• What to do:
Only the number is wanted: tally the lines below that contain the word "aggregate".

• Provided data:
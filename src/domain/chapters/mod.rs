//! Chapters Context - 章节限界上下文
//!
//! 职责:
//! - 嵌套章节列表的节点模型
//! - 展开、路径拼接、标题查找
//! - 章节列表聚合（缓存展开结果，按文件路径反查章节）

mod aggregate;
mod errors;
mod node;
mod tree;

pub use aggregate::Chapters;
pub use errors::ChapterError;
pub use node::{ChapterChild, ChapterNode};
pub use tree::{
    contains, filenames, find_chapter, flatten, index, resolve_paths, title_of, Filenames,
    Located,
};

• Problem solution:
2